On May 25, 2023, the Supreme Court of the United States (SCOTUS) held that a post-trial motion is required only to preserve findings of fact for appellate review—not a purely legal question resolved at summary judgment. The high court accepted the case on January 13, 2023, to resolve a circuit split over this issue which was acknowledged by the U.S. Court of Appeals for the Fourth Circuit when it dismissed the appeal of a Maryland prison guard supervisor to a verdict in favor of a state prisoner.

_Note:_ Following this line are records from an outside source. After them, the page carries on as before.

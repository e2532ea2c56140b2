//! Async resolution protocol
//!
//! Invocation is synchronous. When a factory hands back a future, the record keeps a shared
//! handle to it and every synchronous caller receives an [AsyncPending] signal carrying that
//! handle. [Context::resolve_async] awaits the carried operation and retries.

use std::{rc::Rc, task::Poll};

use futures::future::{poll_fn, LocalBoxFuture, Shared};

use crate::{
    container::Context,
    errors::PbjError,
    key::{KeyId, ServiceKey},
    resolver::Arg,
    types::Instance,
};

/// The memoized operation of a pending record, every waiter observes the same outcome
pub type PendingOp = Shared<LocalBoxFuture<'static, Result<Option<Instance>, PbjError>>>;

/// Signal raised by synchronous resolution while an async factory is still running
#[derive(thiserror::Error, Clone)]
#[error("'{key}' is pending async resolution - please use the async resolution entry point (`resolve_async`)")]
pub struct AsyncPending {
    pub key: KeyId,
    pub pending: PendingOp,
}

impl std::fmt::Debug for AsyncPending {
    fn fmt(&self, f: &mut std::fmt::Formatter<'_>) -> std::fmt::Result {
        f.debug_struct("AsyncPending")
            .field("key", &self.key)
            .finish_non_exhaustive()
    }
}

impl AsyncPending {
    /// Waits for the pending operation to settle
    ///
    /// An operation whose record was invalidated while it ran settles with no value.
    pub async fn wait(&self) -> Result<Option<Instance>, PbjError> {
        self.pending.clone().await
    }
}

impl Context {
    /// Resolves a service, awaiting any async factory on the way
    pub async fn resolve_async<K: ServiceKey>(&self, key: &K) -> Result<Rc<K::Output>, PbjError> {
        let id = key.key_id();
        let instance = self.invoke_async(&id).await?;
        self.require_value(&id, instance)
    }

    /// Registers `args` on the key, then resolves it asynchronously
    pub async fn resolve_async_with<K: ServiceKey>(
        &self,
        key: &K,
        args: impl IntoIterator<Item = Arg>,
    ) -> Result<Rc<K::Output>, PbjError> {
        self.register_with(key, args);
        self.resolve_async(key).await
    }

    /// Invokes until no dependency is pending anymore
    ///
    /// Outcomes of non cacheable async services stay readable until the resolution ends, so a
    /// factory reading one of them twice sees the same value.
    pub(crate) async fn invoke_async(&self, id: &KeyId) -> Result<Option<Instance>, PbjError> {
        let _pass = self.0.tracker.begin_pass();
        let mut awaited: Option<PendingOp> = None;

        loop {
            match self.invoke_key(id) {
                Err(PbjError::AsyncPending(signal)) => {
                    if awaited.as_ref().is_some_and(|op| op.ptr_eq(&signal.pending)) {
                        return Err(PbjError::Stalled {
                            key: id.clone(),
                            pending: signal.key,
                        });
                    }

                    tracing::debug!(
                        "Resolution of '{}' waits on pending '{}'",
                        id,
                        signal.key
                    );
                    // A rejected dependency ends the resolution
                    signal.wait().await?;
                    awaited = Some(signal.pending);
                    yield_now().await;
                }
                other => return other,
            }
        }
    }
}

/// Hands control back to the executor once
async fn yield_now() {
    let mut yielded = false;
    poll_fn(|cx| {
        if yielded {
            return Poll::Ready(());
        }
        yielded = true;
        cx.waker().wake_by_ref();
        Poll::Pending
    })
    .await
}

As PLN reported, the case was brought by Kevin Younger, who was a pretrial detainee at Maryland Reception, Diagnostic, and Classification Center in September 2013 when he was assaulted by a trio of guards who mistakenly thought him guilty of attacking one of their own. Left severely injured, Younger filed a civil rights complaint in federal court for the District of Maryland in 2016. Defendants, including the guards’ supervisor, Neil Dupree, moved for summary judgment, alleging that Younger failed to exhaust his administrative remedies through the prison grievance process, as required by the Prison Litigation Reform Act, 42 U.S.C. §1997e. But the district court denied that motion, finding the grievance process was effectively unavailable to Younger, who was then awarded $700,000 in damages against Dupree and four of his coworkers—including three who were fired, charged and convicted of assault. [See: PLN, Aug. 2020, p. 56; and May 2023, p. 24.]

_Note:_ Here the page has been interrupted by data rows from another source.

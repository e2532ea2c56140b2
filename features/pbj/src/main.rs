use std::{convert::Infallible, rc::Rc};

use pbj::{pbj_key, type_key, Construct, Context, DynError, Resolution};

#[derive(Debug)]
struct Database {
    url: Rc<String>,
}

impl Construct for Database {
    fn construct(resolution: &Resolution<'_>) -> Result<Self, DynError> {
        let url = resolution.resolve(&url_key())?;
        Ok(Database { url })
    }
}

fn url_key() -> pbj::PbjKey<String> {
    thread_local! {
        static URL: pbj::PbjKey<String> = pbj_key("url");
    }
    URL.with(Clone::clone)
}

fn main() {
    let ctx = Context::builder().name("demo").build();
    ctx.register(&url_key())
        .with_value("postgres://localhost/app".to_string());
    ctx.register_type::<Database>();

    let db = ctx.resolve(&type_key::<Database>()).unwrap();
    println!("{:?}", db);

    let greeting = pbj_key::<String>("greeting");
    ctx.register(&greeting).with_async_factory(|_| async {
        Ok::<_, Infallible>("hello from a future".to_string())
    });
    let greeting = futures::executor::block_on(ctx.resolve_async(&greeting)).unwrap();
    println!("{greeting}");

    println!("{:#}", ctx.to_json().unwrap());
}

Dupree then turned to SCOTUS, which began by noting its holding in Ortiz v. Jordan, 562 U.S. 180 (2011), that an order denying summary judgment on sufficiency-of-the-evidence grounds is not appealable after trial. “Because the factual record developed at trial ‘supersedes the record existing at the time of the summary-judgment motion,’” the Court said “it follows that a party must raise a sufficiency claim in a post-trial motion in order to preserve it for appeal.” That then “allows the district court to take first crack at the question that the appellate court will ultimately face: Was there sufficient evidence in the trial record to support the jury’s verdict?”

But “[t]he same is not true for pure questions of law resolved in an order denying summary judgment,” the Court continued. Conclusions reached then are not “supersede[d]” by later case developments, so the “rulings merge into the final judgment, at which point they are reviewable on appeal,” as per Quackenbush v. Allstate Ins. Co., 517 U.S. 706 (1996) “The reviewing court does not benefit from having a district court reexamine a purely legal pretrial ruling after trial,” the Court explained, “because nothing at trial will have given the district court any reason to question its prior analysis.”

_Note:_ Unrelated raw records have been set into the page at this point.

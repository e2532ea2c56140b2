//! Dependency graph traversal and diagnostics
//!
//! The graph is whatever the records discovered so far: keys resolved during construction
//! plus key arguments. Nothing here invokes a service.

use std::{collections::HashSet, rc::Rc};

use serde::Serialize;
use thiserror::Error;

use crate::{
    container::Context,
    errors::PbjError,
    key::{AsKey, KeyId},
    record::ServiceRecord,
    resolver::Arg,
};

/// What a visitor wants done with a record
///
/// The registry doesn't act on it, callers get every non `Continue` answer back and apply
/// their own policy.
#[derive(Debug, Clone, Copy, PartialEq, Eq)]
pub enum Visit {
    Continue,
    Destroy,
    Remove,
}

/// Serializable view of a record, related keys are given by name
#[derive(Debug, Clone, Serialize)]
pub struct ServiceSnapshot {
    pub name: String,
    pub description: Option<String>,
    pub cacheable: bool,
    pub optional: bool,
    pub invokable: bool,
    pub invoked: bool,
    pub invalid: bool,
    pub primitive: bool,
    pub array: bool,
    pub scoped: bool,
    #[serde(skip_serializing_if = "Option::is_none")]
    pub list_of: Option<String>,
    pub tags: Vec<String>,
    pub dependencies: Vec<String>,
    pub args: Vec<String>,
    #[serde(skip_serializing_if = "Option::is_none")]
    pub error: Option<String>,
}

impl From<&ServiceRecord> for ServiceSnapshot {
    fn from(record: &ServiceRecord) -> Self {
        let names = |keys: Vec<KeyId>| -> Vec<String> {
            keys.iter().map(|key| key.name().to_string()).collect()
        };
        ServiceSnapshot {
            name: record.name(),
            description: record.description(),
            cacheable: record.cacheable(),
            optional: record.optional(),
            invokable: record.invokable(),
            invoked: record.invoked(),
            invalid: record.invalid(),
            primitive: record.is_primitive(),
            array: record.is_array(),
            scoped: record.is_scoped(),
            list_of: record.list_of().map(|tag| tag.name().to_string()),
            tags: names(record.tags()),
            dependencies: names(record.dependencies()),
            args: record.args().iter().map(Arg::describe).collect(),
            error: record.error().map(|e| e.to_string()),
        }
    }
}

impl Context {
    /// Visits `key` and everything it depends on, dependencies first
    ///
    /// Each key is visited once, so cycles terminate. Returns the answers other than
    /// [Visit::Continue].
    pub fn visit<K, F>(&self, key: &K, mut f: F) -> Vec<(KeyId, Visit)>
    where
        K: AsKey + ?Sized,
        F: FnMut(&Rc<ServiceRecord>) -> Visit,
    {
        let mut seen = HashSet::new();
        let mut signals = Vec::new();
        self.visit_recurse(&key.key_id(), &mut seen, &mut f, &mut signals);
        signals
    }

    /// Visits every record of this context
    pub fn visit_all<F>(&self, mut f: F) -> Vec<(KeyId, Visit)>
    where
        F: FnMut(&Rc<ServiceRecord>) -> Visit,
    {
        let mut seen = HashSet::new();
        let mut signals = Vec::new();
        for key in self.keys() {
            self.visit_recurse(&key, &mut seen, &mut f, &mut signals);
        }
        signals
    }

    /// Visits the graphs rooted at `keys`, sharing one seen set
    pub fn visit_keys<F>(&self, keys: &[KeyId], mut f: F) -> Result<Vec<(KeyId, Visit)>, PbjError>
    where
        F: FnMut(&Rc<ServiceRecord>) -> Visit,
    {
        if keys.is_empty() {
            return Err(PbjError::InvalidArgument(
                "visit needs at least one key".to_string(),
            ));
        }

        let mut seen = HashSet::new();
        let mut signals = Vec::new();
        for key in keys {
            self.visit_recurse(key, &mut seen, &mut f, &mut signals);
        }
        Ok(signals)
    }

    fn visit_recurse<F>(
        &self,
        key: &KeyId,
        seen: &mut HashSet<KeyId>,
        f: &mut F,
        signals: &mut Vec<(KeyId, Visit)>,
    ) where
        F: FnMut(&Rc<ServiceRecord>) -> Visit,
    {
        if !seen.insert(key.clone()) {
            return;
        }
        let Some(record) = self.get_record(key) else {
            return;
        };

        for dependency in record.dependencies() {
            self.visit_recurse(&dependency, seen, f, signals);
        }

        let answer = f(&record);
        if answer != Visit::Continue {
            signals.push((key.clone(), answer));
        }
    }

    /// Snapshots of the records of this context, in registration order
    pub fn snapshot(&self) -> Vec<ServiceSnapshot> {
        let records: Vec<Rc<ServiceRecord>> = self.0.table.borrow().values().cloned().collect();
        records
            .iter()
            .map(|record| ServiceSnapshot::from(record.as_ref()))
            .collect()
    }

    pub fn to_json(&self) -> Result<serde_json::Value, serde_json::Error> {
        serde_json::to_value(self.snapshot())
    }

    /// Validates the known graph
    ///
    /// Reports key arguments without a registered service, and cycles which don't pass
    /// through a lazy handle. Returns a list of all issues.
    pub fn check(&self) -> Result<(), DependencyGraphErrors> {
        let mut checked = HashSet::new();
        let mut errors = Vec::new();

        for key in self.keys() {
            let Some(record) = self.get_record(&key) else {
                continue;
            };
            if !record.is_registered() {
                continue;
            }

            for arg in record.args() {
                let Arg::Key(dependency) = arg else {
                    continue;
                };
                if !self
                    .get_record(&dependency)
                    .is_some_and(|r| r.is_registered())
                {
                    errors.push(DependencyGraphError::MissingDependency {
                        dependency: dependency.clone(),
                        required_by: key.clone(),
                    });
                }
            }

            let mut chain = Vec::new();
            self.check_recurse(&record, &mut checked, &mut errors, &mut chain);
        }

        if !errors.is_empty() {
            return Err(DependencyGraphErrors { errors });
        }
        Ok(())
    }

    fn check_recurse(
        &self,
        record: &Rc<ServiceRecord>,
        checked: &mut HashSet<KeyId>,
        errors: &mut Vec<DependencyGraphError>,
        chain: &mut Vec<KeyId>,
    ) {
        let key = record.key();
        if let Some(first) = chain.iter().position(|k| k == key) {
            let mut cycle = chain[first..].to_vec();
            cycle.push(key.clone());
            errors.push(DependencyGraphError::CircularDependency {
                from: cycle[cycle.len() - 2].clone(),
                to: key.clone(),
                chain: cycle,
            });
            return;
        }

        if !checked.insert(key.clone()) {
            return;
        }

        chain.push(key.clone());
        let lazy = record.lazy_dependencies();
        for dependency in record.dependencies() {
            if lazy.contains(&dependency) {
                continue;
            }
            if let Some(next) = self.get_record(&dependency) {
                self.check_recurse(&next, checked, errors, chain);
            }
        }
        chain.pop();
    }
}

#[derive(Error, Debug, Clone)]
pub enum DependencyGraphError {
    #[error("'{required_by}' needs '{dependency}' but it is missing")]
    MissingDependency {
        dependency: KeyId,
        required_by: KeyId,
    },
    #[error("A Circular Dependency exists between '{from}' and '{to}' through {chain:?} - Consider holding a `Pbj` handle")]
    CircularDependency {
        from: KeyId,
        to: KeyId,
        chain: Vec<KeyId>,
    },
}

#[derive(Error, Debug, Clone)]
pub struct DependencyGraphErrors {
    pub errors: Vec<DependencyGraphError>,
}

impl std::fmt::Display for DependencyGraphErrors {
    fn fmt(&self, f: &mut std::fmt::Formatter<'_>) -> std::fmt::Result {
        let mut display = Vec::new();
        display.push("The dependency graph had one or more errors:".to_string());
        for error in &self.errors {
            display.push(format!("- {}", error));
        }
        f.write_str(&display.join("\n"))
    }
}

#[cfg(test)]
mod tests {
    use super::*;
    use crate::{key::pbj_key, types::DynError};

    #[test]
    fn dependencies_are_visited_first() {
        let ctx = Context::new();
        let a = pbj_key::<u8>("a");
        let b = pbj_key::<u8>("b");
        let c = pbj_key::<u8>("c");
        ctx.register(&a).with_value(1);
        ctx.register(&b).with_factory(|r| r.arg::<Rc<u8>>(0).map(|a| *a + 1)).with_arg(&a);
        ctx.register(&c).with_factory(|r| r.arg::<Rc<u8>>(0).map(|b| *b + 1)).with_arg(&b);

        let mut order = Vec::new();
        let signals = ctx.visit(&c, |record| {
            order.push(record.name());
            if record.name() == "b" {
                Visit::Destroy
            } else {
                Visit::Continue
            }
        });

        assert_eq!(order, vec!["a", "b", "c"]);
        assert_eq!(signals, vec![(b.key_id(), Visit::Destroy)]);
    }

    #[test]
    fn empty_key_lists_are_rejected() {
        let ctx = Context::new();
        let err = ctx.visit_keys(&[], |_| Visit::Continue).unwrap_err();
        assert!(matches!(err, PbjError::InvalidArgument(_)));
    }

    #[test]
    fn missing_arguments_are_reported() {
        let ctx = Context::new();
        let missing = pbj_key::<u8>("missing");
        let user = pbj_key::<u8>("user");
        ctx.register(&user)
            .with_factory(|r| r.arg::<Rc<u8>>(0).map(|v| *v))
            .with_arg(&missing);

        let errors = ctx.check().unwrap_err();
        assert_eq!(errors.errors.len(), 1);
        assert_eq!(
            errors.to_string(),
            "The dependency graph had one or more errors:\n- 'user' needs 'missing' but it is missing"
        );
    }

    #[test]
    fn snapshots_name_their_relations() {
        let ctx = Context::new();
        let port = pbj_key::<u16>("port");
        let url = pbj_key::<String>("url");
        ctx.register(&port).with_value(80).with_description("listen port");
        let port_key = port.clone();
        ctx.register(&url)
            .with_factory(move |r| {
                let port = r.resolve(&port_key)?;
                Ok::<_, DynError>(format!("http://localhost:{port}"))
            })
            .with_tag(&port);
        ctx.resolve(&url).unwrap();

        let json = ctx.to_json().unwrap();
        let url_json = json
            .as_array()
            .unwrap()
            .iter()
            .find(|entry| entry["name"] == "url")
            .unwrap();
        assert_eq!(url_json["dependencies"], serde_json::json!(["port"]));
        assert_eq!(url_json["tags"], serde_json::json!(["port"]));
        assert_eq!(url_json["invoked"], true);
    }
}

Vacating the Fourth Circuit’s judgment, SCOTUS said that the lower court “was wrong to hold that purely legal issues at summary judgment must be renewed in a post-trial motion.” See: Dupree v. Younger, 598 U.S. 729 (2023).

Back at the Fourth Circuit, the guard’s appeal was reconsidered and again denied on August 24, 2023, when the appellate court once more found the grievance process effectively unavailable to Younger. See: Younger v. Crowder, 79 F.4th 373 (4th Cir. 2023).

That left the jury verdict and award to stand at the district court, where Younger filed a motion for attorney’s fees on September 28, 2023. That motion remains pending, and PLN will update developments as they are available. Younger is represented by attorneys David Daneman and James R. Jeffcoat of Whiteford, Taylor & Preston LLP in Baltimore, as well as Allen E. Honick of Furman Honick Law in Owings Mills. Before SCOTUS, he was represented by attorney Amy M. Sharia of Williams & Connolly LLP in Washington, D.C.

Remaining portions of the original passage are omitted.